## Stored data entries
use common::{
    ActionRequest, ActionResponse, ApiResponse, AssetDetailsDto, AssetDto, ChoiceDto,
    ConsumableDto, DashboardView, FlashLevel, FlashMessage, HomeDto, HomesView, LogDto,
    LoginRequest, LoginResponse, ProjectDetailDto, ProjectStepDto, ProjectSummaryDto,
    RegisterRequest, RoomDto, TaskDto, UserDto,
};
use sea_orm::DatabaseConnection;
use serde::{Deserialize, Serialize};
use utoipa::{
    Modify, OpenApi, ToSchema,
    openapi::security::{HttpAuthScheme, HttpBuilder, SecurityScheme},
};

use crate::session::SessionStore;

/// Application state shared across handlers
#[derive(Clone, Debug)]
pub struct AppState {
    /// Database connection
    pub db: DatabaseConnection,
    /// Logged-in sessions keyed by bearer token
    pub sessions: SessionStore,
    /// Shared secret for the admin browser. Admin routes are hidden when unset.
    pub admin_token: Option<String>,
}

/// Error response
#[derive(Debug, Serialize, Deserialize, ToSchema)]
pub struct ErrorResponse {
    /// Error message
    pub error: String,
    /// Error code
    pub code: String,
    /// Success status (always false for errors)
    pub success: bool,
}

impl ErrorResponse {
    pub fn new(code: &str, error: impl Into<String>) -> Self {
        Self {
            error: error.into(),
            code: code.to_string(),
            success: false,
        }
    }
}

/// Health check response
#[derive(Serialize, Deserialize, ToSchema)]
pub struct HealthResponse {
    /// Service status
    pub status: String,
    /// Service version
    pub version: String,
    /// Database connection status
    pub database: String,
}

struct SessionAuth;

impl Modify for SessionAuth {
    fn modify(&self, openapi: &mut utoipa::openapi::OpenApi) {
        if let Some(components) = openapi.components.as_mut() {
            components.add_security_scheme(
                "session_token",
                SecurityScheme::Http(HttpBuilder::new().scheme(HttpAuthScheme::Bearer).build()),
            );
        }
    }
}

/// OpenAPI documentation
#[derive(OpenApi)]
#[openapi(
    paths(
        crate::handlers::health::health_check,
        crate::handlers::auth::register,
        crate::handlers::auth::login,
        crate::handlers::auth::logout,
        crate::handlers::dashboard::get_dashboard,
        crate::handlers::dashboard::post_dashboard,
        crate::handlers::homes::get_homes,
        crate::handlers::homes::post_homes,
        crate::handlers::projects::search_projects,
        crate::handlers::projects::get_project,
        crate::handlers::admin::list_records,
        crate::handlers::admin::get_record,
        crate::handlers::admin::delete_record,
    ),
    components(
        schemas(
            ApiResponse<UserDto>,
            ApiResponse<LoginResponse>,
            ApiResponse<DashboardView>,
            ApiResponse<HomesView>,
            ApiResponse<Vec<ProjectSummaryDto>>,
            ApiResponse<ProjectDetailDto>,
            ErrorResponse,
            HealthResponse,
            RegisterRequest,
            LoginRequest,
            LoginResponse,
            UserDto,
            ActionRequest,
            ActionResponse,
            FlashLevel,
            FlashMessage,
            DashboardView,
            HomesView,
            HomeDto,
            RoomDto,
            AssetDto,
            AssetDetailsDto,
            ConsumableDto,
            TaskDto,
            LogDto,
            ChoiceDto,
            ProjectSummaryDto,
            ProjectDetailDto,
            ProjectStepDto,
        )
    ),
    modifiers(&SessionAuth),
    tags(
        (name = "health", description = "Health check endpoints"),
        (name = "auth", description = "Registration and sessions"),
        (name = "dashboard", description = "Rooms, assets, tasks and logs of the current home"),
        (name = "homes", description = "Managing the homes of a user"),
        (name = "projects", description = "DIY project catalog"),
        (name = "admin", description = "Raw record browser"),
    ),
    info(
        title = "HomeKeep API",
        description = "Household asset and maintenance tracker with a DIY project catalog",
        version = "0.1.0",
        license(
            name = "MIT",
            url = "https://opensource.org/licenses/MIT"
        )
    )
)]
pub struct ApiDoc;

* * *

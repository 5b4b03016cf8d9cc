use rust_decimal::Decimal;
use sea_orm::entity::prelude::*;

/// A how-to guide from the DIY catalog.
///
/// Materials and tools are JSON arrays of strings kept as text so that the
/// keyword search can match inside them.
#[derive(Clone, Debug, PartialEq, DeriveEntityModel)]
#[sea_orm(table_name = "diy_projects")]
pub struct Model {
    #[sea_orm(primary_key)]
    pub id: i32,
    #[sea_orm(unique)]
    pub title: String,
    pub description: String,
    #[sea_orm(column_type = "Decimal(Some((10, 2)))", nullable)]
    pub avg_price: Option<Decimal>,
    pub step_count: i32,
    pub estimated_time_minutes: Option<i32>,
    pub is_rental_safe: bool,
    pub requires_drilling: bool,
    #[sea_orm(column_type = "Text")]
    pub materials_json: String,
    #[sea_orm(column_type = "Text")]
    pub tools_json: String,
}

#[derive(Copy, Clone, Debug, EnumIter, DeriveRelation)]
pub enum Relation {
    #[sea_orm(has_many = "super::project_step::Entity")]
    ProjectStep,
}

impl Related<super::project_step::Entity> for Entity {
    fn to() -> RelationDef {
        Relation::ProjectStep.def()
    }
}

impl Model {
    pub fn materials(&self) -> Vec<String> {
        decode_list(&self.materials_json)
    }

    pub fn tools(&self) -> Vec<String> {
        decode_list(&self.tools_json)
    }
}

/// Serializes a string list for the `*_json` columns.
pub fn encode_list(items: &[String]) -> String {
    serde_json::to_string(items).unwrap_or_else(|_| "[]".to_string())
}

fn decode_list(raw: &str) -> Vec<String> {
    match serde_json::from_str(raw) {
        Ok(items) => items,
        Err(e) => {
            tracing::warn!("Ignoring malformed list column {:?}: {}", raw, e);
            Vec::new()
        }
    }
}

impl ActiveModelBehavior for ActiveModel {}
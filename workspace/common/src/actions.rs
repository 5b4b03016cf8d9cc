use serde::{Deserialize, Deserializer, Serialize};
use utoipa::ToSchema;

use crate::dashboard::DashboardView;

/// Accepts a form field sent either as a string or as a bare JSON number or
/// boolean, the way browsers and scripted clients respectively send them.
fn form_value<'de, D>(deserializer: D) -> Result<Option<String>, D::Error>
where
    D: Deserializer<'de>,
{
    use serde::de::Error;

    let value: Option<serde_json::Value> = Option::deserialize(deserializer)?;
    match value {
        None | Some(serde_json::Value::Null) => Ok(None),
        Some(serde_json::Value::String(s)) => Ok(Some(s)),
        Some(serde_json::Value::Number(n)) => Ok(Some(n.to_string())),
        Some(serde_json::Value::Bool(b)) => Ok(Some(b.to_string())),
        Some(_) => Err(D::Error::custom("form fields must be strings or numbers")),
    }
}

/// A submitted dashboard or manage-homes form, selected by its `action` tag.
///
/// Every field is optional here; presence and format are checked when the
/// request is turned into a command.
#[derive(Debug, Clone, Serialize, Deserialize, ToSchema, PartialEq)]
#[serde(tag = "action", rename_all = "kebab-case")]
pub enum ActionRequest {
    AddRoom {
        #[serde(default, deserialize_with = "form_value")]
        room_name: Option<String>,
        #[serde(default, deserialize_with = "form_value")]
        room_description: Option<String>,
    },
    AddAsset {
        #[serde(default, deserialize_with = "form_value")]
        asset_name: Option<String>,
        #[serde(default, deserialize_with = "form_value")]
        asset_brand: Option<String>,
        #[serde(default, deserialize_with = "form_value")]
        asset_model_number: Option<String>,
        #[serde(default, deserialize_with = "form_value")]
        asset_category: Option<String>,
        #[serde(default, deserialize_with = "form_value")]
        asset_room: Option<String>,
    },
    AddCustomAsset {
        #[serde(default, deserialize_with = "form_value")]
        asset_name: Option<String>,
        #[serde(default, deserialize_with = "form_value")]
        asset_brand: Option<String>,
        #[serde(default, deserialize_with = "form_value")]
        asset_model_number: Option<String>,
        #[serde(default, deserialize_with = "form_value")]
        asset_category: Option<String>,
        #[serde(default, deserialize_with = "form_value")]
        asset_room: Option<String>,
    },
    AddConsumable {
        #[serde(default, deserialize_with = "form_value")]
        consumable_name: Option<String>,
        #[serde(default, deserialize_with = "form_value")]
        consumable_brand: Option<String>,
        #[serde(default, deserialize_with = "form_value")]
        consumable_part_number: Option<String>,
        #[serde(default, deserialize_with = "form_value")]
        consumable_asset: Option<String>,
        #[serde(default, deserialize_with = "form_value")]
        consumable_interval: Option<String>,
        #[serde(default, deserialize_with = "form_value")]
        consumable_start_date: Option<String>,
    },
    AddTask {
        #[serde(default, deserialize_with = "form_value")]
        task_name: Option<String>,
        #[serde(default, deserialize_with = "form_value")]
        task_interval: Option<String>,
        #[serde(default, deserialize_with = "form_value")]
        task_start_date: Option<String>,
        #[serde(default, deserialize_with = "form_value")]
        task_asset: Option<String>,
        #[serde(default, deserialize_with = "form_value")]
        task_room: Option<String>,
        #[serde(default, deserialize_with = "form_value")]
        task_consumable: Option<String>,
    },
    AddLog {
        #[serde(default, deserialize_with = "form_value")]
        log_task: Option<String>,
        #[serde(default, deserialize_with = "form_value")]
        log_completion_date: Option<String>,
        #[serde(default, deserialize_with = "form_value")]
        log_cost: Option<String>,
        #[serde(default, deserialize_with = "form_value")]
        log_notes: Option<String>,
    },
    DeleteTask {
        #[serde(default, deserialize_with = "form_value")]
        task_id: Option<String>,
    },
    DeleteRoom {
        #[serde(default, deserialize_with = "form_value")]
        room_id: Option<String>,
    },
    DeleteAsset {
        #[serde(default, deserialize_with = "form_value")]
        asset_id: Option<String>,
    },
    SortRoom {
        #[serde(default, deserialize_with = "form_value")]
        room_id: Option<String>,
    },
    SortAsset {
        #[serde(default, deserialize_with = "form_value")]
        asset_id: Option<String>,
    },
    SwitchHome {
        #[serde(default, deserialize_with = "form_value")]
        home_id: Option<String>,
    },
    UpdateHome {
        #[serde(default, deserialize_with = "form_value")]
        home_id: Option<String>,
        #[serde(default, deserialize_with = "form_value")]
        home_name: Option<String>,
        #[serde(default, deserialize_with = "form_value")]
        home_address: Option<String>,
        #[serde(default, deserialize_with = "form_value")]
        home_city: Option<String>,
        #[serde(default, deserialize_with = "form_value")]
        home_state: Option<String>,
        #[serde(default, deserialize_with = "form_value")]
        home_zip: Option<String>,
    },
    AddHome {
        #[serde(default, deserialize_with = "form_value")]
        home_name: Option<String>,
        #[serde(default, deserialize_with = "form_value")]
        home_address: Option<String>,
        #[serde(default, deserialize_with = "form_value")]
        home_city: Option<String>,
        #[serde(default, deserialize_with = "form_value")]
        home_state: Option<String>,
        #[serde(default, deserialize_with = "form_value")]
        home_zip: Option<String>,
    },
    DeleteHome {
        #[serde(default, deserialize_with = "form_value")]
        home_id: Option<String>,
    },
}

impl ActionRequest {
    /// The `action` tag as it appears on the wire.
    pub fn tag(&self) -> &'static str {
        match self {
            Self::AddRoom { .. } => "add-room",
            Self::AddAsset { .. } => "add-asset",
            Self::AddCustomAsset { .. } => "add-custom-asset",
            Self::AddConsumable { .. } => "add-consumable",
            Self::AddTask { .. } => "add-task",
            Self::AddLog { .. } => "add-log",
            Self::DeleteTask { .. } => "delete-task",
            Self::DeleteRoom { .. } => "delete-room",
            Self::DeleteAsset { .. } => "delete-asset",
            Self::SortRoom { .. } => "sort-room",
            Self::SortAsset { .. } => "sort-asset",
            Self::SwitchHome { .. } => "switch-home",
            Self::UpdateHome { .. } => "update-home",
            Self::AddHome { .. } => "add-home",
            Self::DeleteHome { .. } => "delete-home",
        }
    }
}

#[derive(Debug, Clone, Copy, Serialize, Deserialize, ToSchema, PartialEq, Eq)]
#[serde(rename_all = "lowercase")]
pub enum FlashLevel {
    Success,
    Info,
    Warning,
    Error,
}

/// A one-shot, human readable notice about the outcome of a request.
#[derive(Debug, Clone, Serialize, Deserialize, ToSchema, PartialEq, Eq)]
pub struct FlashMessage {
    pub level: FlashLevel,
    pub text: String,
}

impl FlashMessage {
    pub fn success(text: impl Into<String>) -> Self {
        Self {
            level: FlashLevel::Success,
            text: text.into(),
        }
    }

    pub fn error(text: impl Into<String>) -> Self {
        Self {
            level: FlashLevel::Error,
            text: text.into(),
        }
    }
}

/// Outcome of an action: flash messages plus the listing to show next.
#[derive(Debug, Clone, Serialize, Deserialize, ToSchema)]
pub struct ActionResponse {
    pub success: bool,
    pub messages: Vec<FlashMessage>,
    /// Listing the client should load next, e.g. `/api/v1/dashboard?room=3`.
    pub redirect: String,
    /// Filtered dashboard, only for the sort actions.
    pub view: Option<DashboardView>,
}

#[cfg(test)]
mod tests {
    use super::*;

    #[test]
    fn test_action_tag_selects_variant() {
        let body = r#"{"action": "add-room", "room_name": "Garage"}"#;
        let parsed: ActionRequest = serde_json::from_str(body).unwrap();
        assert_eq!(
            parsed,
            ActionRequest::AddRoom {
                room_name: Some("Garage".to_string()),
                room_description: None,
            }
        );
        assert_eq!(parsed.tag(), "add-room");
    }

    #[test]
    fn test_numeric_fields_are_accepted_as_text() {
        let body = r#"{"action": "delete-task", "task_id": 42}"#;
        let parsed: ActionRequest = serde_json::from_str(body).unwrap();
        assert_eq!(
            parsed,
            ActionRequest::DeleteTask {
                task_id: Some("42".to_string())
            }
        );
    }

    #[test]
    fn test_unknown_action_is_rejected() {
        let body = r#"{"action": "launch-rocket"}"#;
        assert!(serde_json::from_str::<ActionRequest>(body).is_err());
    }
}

## Work item
If the word "ProjectSummaryDto" appears in a line above, copy that line.

## Solution
    LoginRequest, LoginResponse, ProjectDetailDto, ProjectStepDto, ProjectSummaryDto,
            ApiResponse<Vec<ProjectSummaryDto>>,
            ProjectSummaryDto,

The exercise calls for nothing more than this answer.